Work to be completed: Line filter on the word "load": copy each matching line from the entries.

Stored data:
++++++++++

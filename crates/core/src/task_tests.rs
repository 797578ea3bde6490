// SPDX-License-Identifier: BUSL-1.1
// Copyright (c) 2026 Alfred Jean LLC

use super::*;
use proptest::prelude::*;
use yare::parameterized;

fn lane_toggles(auto_start: bool, auto_close: bool) -> LaneToggles {
    LaneToggles { auto_start, auto_close, ..Default::default() }
}

#[test]
fn stamp_fills_only_unset_toggles() {
    let mut toggles = Toggles { auto_close: Some(false), ..Default::default() };
    toggles.stamp(&lane_toggles(true, true));

    // autoStart was unset — inherited; autoClose explicit false — preserved
    assert_eq!(toggles.auto_start, Some(true));
    assert_eq!(toggles.auto_close, Some(false));
}

#[test]
fn explicit_false_beats_lane_true() {
    let toggles = Toggles { auto_close: Some(false), ..Default::default() };
    let lane = lane_toggles(true, true);
    let effective = toggles.effective(Some(&lane));
    assert!(!effective.auto_close);
    assert!(effective.auto_start);
}

#[test]
fn unset_without_lane_resolves_false() {
    let effective = Toggles::default().effective(None);
    assert!(!effective.auto_start);
    assert!(!effective.auto_pilot);
    assert!(!effective.auto_close);
    assert!(!effective.use_worktree);
    assert!(!effective.use_memory);
}

proptest! {
    // Effective value = task toggle if set, else lane default if a lane
    // exists, else false — for every combination.
    #[test]
    fn toggle_resolution_property(task in proptest::option::of(any::<bool>()),
                                  lane in proptest::option::of(any::<bool>())) {
        let toggles = Toggles { auto_pilot: task, ..Default::default() };
        let lane_defaults = lane.map(|v| LaneToggles { auto_pilot: v, ..Default::default() });
        let got = toggles.effective(lane_defaults.as_ref()).auto_pilot;
        let want = task.or(lane).unwrap_or(false);
        prop_assert_eq!(got, want);
    }
}

#[parameterized(
    backlog = { "backlog", KanbanColumn::Backlog },
    todo = { "todo", KanbanColumn::Todo },
    in_progress = { "in_progress", KanbanColumn::InProgress },
    in_review = { "in_review", KanbanColumn::InReview },
    done = { "done", KanbanColumn::Done },
)]
fn column_parse_round_trips(s: &str, column: KanbanColumn) {
    assert_eq!(KanbanColumn::parse(s), Some(column));
    assert_eq!(column.to_string(), s);
}

#[test]
fn column_parse_rejects_unknown() {
    assert_eq!(KanbanColumn::parse("icebox"), None);
}

#[test]
fn set_status_records_history() {
    let now = chrono::Utc::now();
    let mut task = Task::new("write hello", now);
    task.set_status(TaskStatus::Assigned, now);
    task.set_status(TaskStatus::InProgress, now);
    // Same-status transition is a no-op
    task.set_status(TaskStatus::InProgress, now);

    assert_eq!(task.status, TaskStatus::InProgress);
    assert_eq!(task.status_history.len(), 2);
    assert_eq!(task.status_history[0].from, TaskStatus::Pending);
    assert_eq!(task.status_history[1].to, TaskStatus::InProgress);
}

#[test]
fn terminal_statuses() {
    assert!(TaskStatus::Completed.is_terminal());
    assert!(TaskStatus::Failed.is_terminal());
    assert!(TaskStatus::Cancelled.is_terminal());
    assert!(!TaskStatus::InProgress.is_terminal());
}

#[test]
fn task_serde_round_trip() {
    let now = chrono::Utc::now();
    let mut task = Task::new("review PR", now);
    task.target_role = Some(crate::agent::AgentRole::Reviewer);
    task.toggles.auto_start = Some(true);
    task.tags.push("urgent".to_string());

    let json = serde_json::to_string(&task).unwrap();
    let back: Task = serde_json::from_str(&json).unwrap();
    assert_eq!(back, task);
}
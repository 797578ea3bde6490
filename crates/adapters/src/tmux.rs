// SPDX-License-Identifier: BUSL-1.1
// Copyright (c) 2026 Alfred Jean LLC

//! Terminal-multiplexer adapter.
//!
//! Agents live in detached tmux sessions, one session per agent. The same
//! adapter serves the `local-tmux` and `ssh` runtime types; a
//! [`ShellRoute`] decides where the tmux commands execute. Prompts with
//! newlines or special characters go through tmux's paste buffer, never
//! through shell interpolation.

use async_trait::async_trait;
use hq_core::Location;
use std::process::Stdio;
use tokio::io::AsyncWriteExt;
use tracing::{debug, warn};

use crate::{
    name_suffix, AdapterError, HealthReport, RuntimeAdapter, ShellRoute, SpawnSpec,
};

/// Buffer name used for paste delivery, scoped to avoid clobbering user buffers.
const PASTE_BUFFER: &str = "hq-paste";

pub struct TmuxAdapter {
    id: String,
    session_prefix: String,
    route: ShellRoute,
}

impl TmuxAdapter {
    /// Adapter for tmux on this machine.
    pub fn local(id: impl Into<String>, session_prefix: Option<String>) -> Self {
        Self {
            id: id.into(),
            session_prefix: session_prefix.unwrap_or_else(|| "hq".to_string()),
            route: ShellRoute::Local,
        }
    }

    /// Adapter for tmux behind a remote shell.
    pub fn remote(id: impl Into<String>, spec: hq_core::RemoteSpec) -> Self {
        Self {
            id: id.into(),
            session_prefix: "hq".to_string(),
            route: ShellRoute::Remote(spec),
        }
    }

    fn session_for(&self, spec: &SpawnSpec) -> String {
        format!("{}-{}", self.session_prefix, name_suffix(&spec.agent_id))
    }

    /// Run a tmux command, capturing output.
    async fn tmux(&self, args: &[String]) -> Result<std::process::Output, AdapterError> {
        let (program, args) = self.route.command(args);
        tokio::process::Command::new(&program)
            .args(&args)
            .output()
            .await
            .map_err(|e| AdapterError::Unavailable(format!("failed to run {program}: {e}")))
    }

    /// Run a tmux command that reads stdin (paste delivery).
    async fn tmux_with_stdin(
        &self,
        args: &[String],
        input: &str,
    ) -> Result<std::process::Output, AdapterError> {
        let (program, args) = self.route.command(args);
        let mut child = tokio::process::Command::new(&program)
            .args(&args)
            .stdin(Stdio::piped())
            .stdout(Stdio::piped())
            .stderr(Stdio::piped())
            .spawn()
            .map_err(|e| AdapterError::Unavailable(format!("failed to run {program}: {e}")))?;
        if let Some(mut stdin) = child.stdin.take() {
            stdin
                .write_all(input.as_bytes())
                .await
                .map_err(|e| AdapterError::Unavailable(format!("tmux stdin write: {e}")))?;
        }
        child
            .wait_with_output()
            .await
            .map_err(|e| AdapterError::Unavailable(format!("tmux wait: {e}")))
    }
}

/// Extract the tmux target (`session:window.pane`) from a pane location.
fn pane_target(location: &Location) -> Result<String, AdapterError> {
    match location {
        Location::Pane { session, window, pane } => Ok(format!("{session}:{window}.{pane}")),
        other => Err(AdapterError::WrongLocation(other.to_string())),
    }
}

fn session_of(location: &Location) -> Result<&str, AdapterError> {
    match location {
        Location::Pane { session, .. } => Ok(session),
        other => Err(AdapterError::WrongLocation(other.to_string())),
    }
}

/// Arguments for `tmux new-session` hosting an agent.
pub(crate) fn new_session_args(spec: &SpawnSpec, session: &str) -> Vec<String> {
    let mut args = vec![
        "new-session".to_string(),
        "-d".to_string(),
        "-s".to_string(),
        session.to_string(),
    ];
    if let Some(dir) = &spec.working_dir {
        args.push("-c".to_string());
        args.push(dir.display().to_string());
    }
    for (key, value) in &spec.env {
        args.push("-e".to_string());
        args.push(format!("{key}={value}"));
    }
    args.push(spec.command.clone());
    args
}

/// Arguments for `tmux send-keys` delivering literal text.
pub(crate) fn send_keys_args(target: &str, text: &str) -> Vec<String> {
    vec![
        "send-keys".to_string(),
        "-t".to_string(),
        target.to_string(),
        "-l".to_string(),
        "--".to_string(),
        text.to_string(),
    ]
}

/// Arguments for `tmux capture-pane` reading the last `lines` lines.
pub(crate) fn capture_args(target: &str, lines: u32) -> Vec<String> {
    vec![
        "capture-pane".to_string(),
        "-p".to_string(),
        "-t".to_string(),
        target.to_string(),
        "-S".to_string(),
        format!("-{lines}"),
    ]
}

#[async_trait]
impl RuntimeAdapter for TmuxAdapter {
    fn id(&self) -> &str {
        &self.id
    }

    fn kind(&self) -> &'static str {
        if self.route.is_remote() {
            "ssh"
        } else {
            "local-tmux"
        }
    }

    async fn probe(&self) -> HealthReport {
        match self.tmux(&["-V".to_string()]).await {
            Ok(output) if output.status.success() => HealthReport::healthy(),
            Ok(output) => HealthReport::unhealthy(format!(
                "tmux -V failed: {}",
                String::from_utf8_lossy(&output.stderr).trim()
            )),
            Err(e) => HealthReport::unhealthy(e.to_string()),
        }
    }

    async fn spawn_agent(&self, spec: &SpawnSpec) -> Result<Location, AdapterError> {
        let session = self.session_for(spec);
        let output = self.tmux(&new_session_args(spec, &session)).await?;
        if !output.status.success() {
            return Err(AdapterError::SpawnFailed(format!(
                "tmux new-session: {}",
                String::from_utf8_lossy(&output.stderr).trim()
            )));
        }
        debug!(session = %session, runtime = %self.id, "spawned agent session");
        Ok(Location::Pane { session, window: 0, pane: 0 })
    }

    async fn send_keys(&self, location: &Location, text: &str) -> Result<(), AdapterError> {
        let target = pane_target(location)?;
        let output = self.tmux(&send_keys_args(&target, text)).await?;
        if !output.status.success() {
            return Err(AdapterError::LocationGone(target));
        }
        // Submit the line
        let enter =
            vec!["send-keys".to_string(), "-t".to_string(), target.clone(), "Enter".to_string()];
        let output = self.tmux(&enter).await?;
        if !output.status.success() {
            return Err(AdapterError::LocationGone(target));
        }
        Ok(())
    }

    async fn interrupt(&self, location: &Location) -> Result<(), AdapterError> {
        let target = pane_target(location)?;
        let args =
            vec!["send-keys".to_string(), "-t".to_string(), target.clone(), "C-c".to_string()];
        let output = self.tmux(&args).await?;
        if !output.status.success() {
            return Err(AdapterError::LocationGone(target));
        }
        Ok(())
    }

    async fn paste(&self, location: &Location, text: &str) -> Result<(), AdapterError> {
        let target = pane_target(location)?;
        let load = vec![
            "load-buffer".to_string(),
            "-b".to_string(),
            PASTE_BUFFER.to_string(),
            "-".to_string(),
        ];
        let output = self.tmux_with_stdin(&load, text).await?;
        if !output.status.success() {
            return Err(AdapterError::LocationGone(target));
        }
        let paste = vec![
            "paste-buffer".to_string(),
            "-d".to_string(),
            "-b".to_string(),
            PASTE_BUFFER.to_string(),
            "-t".to_string(),
            target.clone(),
        ];
        let output = self.tmux(&paste).await?;
        if !output.status.success() {
            return Err(AdapterError::LocationGone(target));
        }
        Ok(())
    }

    async fn capture(&self, location: &Location, lines: u32) -> String {
        let Ok(target) = pane_target(location) else {
            return String::new();
        };
        match self.tmux(&capture_args(&target, lines)).await {
            Ok(output) if output.status.success() => {
                String::from_utf8_lossy(&output.stdout).to_string()
            }
            Ok(_) => {
                warn!(target = %target, "capture-pane failed, session gone?");
                String::new()
            }
            Err(e) => {
                warn!(target = %target, error = %e, "capture-pane failed");
                String::new()
            }
        }
    }

    async fn is_alive(&self, location: &Location) -> bool {
        let Ok(session) = session_of(location) else {
            return false;
        };
        let args =
            vec!["has-session".to_string(), "-t".to_string(), format!("={session}")];
        matches!(self.tmux(&args).await, Ok(output) if output.status.success())
    }

    async fn kill(&self, location: &Location) -> Result<(), AdapterError> {
        let session = session_of(location)?;
        let args = vec!["kill-session".to_string(), "-t".to_string(), format!("={session}")];
        // A missing session is success: kill is idempotent.
        let _ = self.tmux(&args).await?;
        Ok(())
    }

    fn attach_command(&self, location: &Location) -> String {
        let session = match location {
            Location::Pane { session, .. } => session.as_str(),
            _ => return String::new(),
        };
        format!("{}tmux attach-session -t ={session}", self.route.attach_prefix())
    }
}

#[cfg(test)]
#[path = "tmux_tests.rs"]
mod tests;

++++++++++

Answer to the problem:
        let load = vec![
            "load-buffer".to_string(),
        let output = self.tmux_with_stdin(&load, text).await?;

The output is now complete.